Geographical interest in the systematic study of communication can be traced to the writings of Richard Hartshorne in the 1930s. Hartshorne considered language to be a key element forming culture regions, meaning that the dominant language is similar within a particular culture region and it changes when one leaves a culture region. A very different aspect of communication became the focus during the 1950s and 1960s as geographers began to measure and model the interactions between locations. In this case, geographers involved in the quantitative revolution explained the accelerating flow of information between locations in terms of "time-space convergence" and "human extensibility." It was not until the 1970s that geographers began to focus on communications in terms of content, considering questions of symbolism, representation, metaphor, iconography and discourse. This interest first took form in geographical research that drew on humanism, phenomenology and hermeneutics. By the 1990s, this approach shifted towards a more critical sensibility unpacking the various meanings of landscape. Geographers researching communication over the past two decades have extended these research areas while carrying forward early insights regarding the importance of communication to the formation of regions, the rate of information flow as a measure of spatial interaction, and the association between landscape and representation. New approaches to communication have been advanced under the frameworks of non-representational theory, actor-network theory, and assemblage theory. Equally important is the effort to think through digital code and its relationship with space.

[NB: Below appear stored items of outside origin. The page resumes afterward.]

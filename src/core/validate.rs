//! Input validation for a predictor run.
//!
//! Everything here is a read-only check except [`ensure_output_dir`], which
//! creates the output tree and is kept separate so callers decide when the
//! filesystem gets touched. The `parse_*` functions adapt the pure checks to
//! clap's `value_parser` signature.
use std::fs;
use std::path::{Path, PathBuf};

use tracing::debug;

use crate::error::{Error, Result};
use crate::types::Modality;

fn is_readable(path: &Path) -> bool {
    if path.is_dir() {
        fs::read_dir(path).is_ok()
    } else {
        fs::File::open(path).is_ok()
    }
}

fn absolute(path: &Path, message: impl Fn() -> String) -> Result<PathBuf> {
    std::path::absolute(path).map_err(|_| Error::validation(message()))
}

/// Existing path the current user can read. Returns it in absolute form.
pub fn readable_path(path: &Path) -> Result<PathBuf> {
    let message = || format!("Cannot read file at '{}'", path.display());
    if !path.exists() || !is_readable(path) {
        return Err(Error::validation(message()));
    }
    absolute(path, message)
}

/// Existing, readable directory. Returns it in absolute form.
pub fn readable_dir(path: &Path) -> Result<PathBuf> {
    let message = || format!("Cannot read directory at '{}'", path.display());
    if !path.is_dir() || !is_readable(path) {
        return Err(Error::validation(message()));
    }
    absolute(path, message)
}

/// Parse a non-negative integer up to `u64::MAX`. Surrounding whitespace is ignored.
pub fn whole_number(text: &str) -> Result<u64> {
    let message = || format!("{} is not a positive integer", text);
    let trimmed = text.trim();
    if trimmed.starts_with('-') {
        return Err(Error::validation(message()));
    }
    trimmed
        .parse::<u64>()
        .map_err(|_| Error::validation(message()))
}

/// Number of files in `dir` whose name carries the modality suffix.
///
/// Stricter than a plain `*<suffix>` glob: matching directories and broken
/// symlinks are not counted, since neither can be read as an image.
pub fn count_modality_files(dir: &Path, modality: Modality) -> Result<usize> {
    let mut count = 0;
    for entry in fs::read_dir(dir)? {
        let entry = entry?;
        let name = entry.file_name();
        if !modality.matches(&name.to_string_lossy()) {
            continue;
        }
        if entry.path().is_file() {
            count += 1;
        }
    }
    Ok(count)
}

/// Require exactly one T1w and exactly one T2w image in `dir`.
pub fn check_modalities(dir: &Path) -> Result<()> {
    for modality in Modality::ALL {
        let found = count_modality_files(dir, modality)?;
        debug!("Found {} {} file(s) in {:?}", found, modality, dir);
        if found != 1 {
            return Err(Error::validation(format!(
                "There must be exactly 1 {0} file in {1} directory, but the number of {0} files there currently is {2}",
                modality,
                dir.display(),
                found
            )));
        }
    }
    Ok(())
}

/// Probe write access by creating an anonymous temporary file inside `dir`.
pub fn writable_dir(dir: &Path) -> Result<()> {
    tempfile::tempfile_in(dir)
        .map(drop)
        .map_err(|_| Error::validation(format!("Cannot write to directory at {}", dir.display())))
}

/// Create `path` and any missing parents, then confirm it is a writable directory.
/// Calling this on an existing directory is a no-op apart from the checks.
pub fn ensure_output_dir(path: &Path) -> Result<PathBuf> {
    let message = || format!("Cannot create directory at {}", path.display());
    fs::create_dir_all(path).map_err(|_| Error::validation(message()))?;
    writable_dir(path).map_err(|_| Error::validation(message()))?;
    readable_dir(path).map_err(|_| Error::validation(message()))
}

pub fn parse_readable_dir(s: &str) -> std::result::Result<PathBuf, String> {
    readable_dir(Path::new(s)).map_err(|e| e.to_string())
}

pub fn parse_readable_file(s: &str) -> std::result::Result<PathBuf, String> {
    readable_path(Path::new(s)).map_err(|e| e.to_string())
}

pub fn parse_whole_number(s: &str) -> std::result::Result<u64, String> {
    whole_number(s).map_err(|e| e.to_string())
}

== Evolution of Geographic Communication ==
Throughout different areas of the world, certain types of communication are used more in certain places, and have evolved over time. America and other developed countries have gotten information and communicated within their local communities through newspapers and other forms of written communication in the past and present, but in the cases of certain types of communication such as environmental and risk communication, there has been a shift as newspapers are no longer the most effective form of communication. Part of the shift in communication over time comes from an increased presence of social media.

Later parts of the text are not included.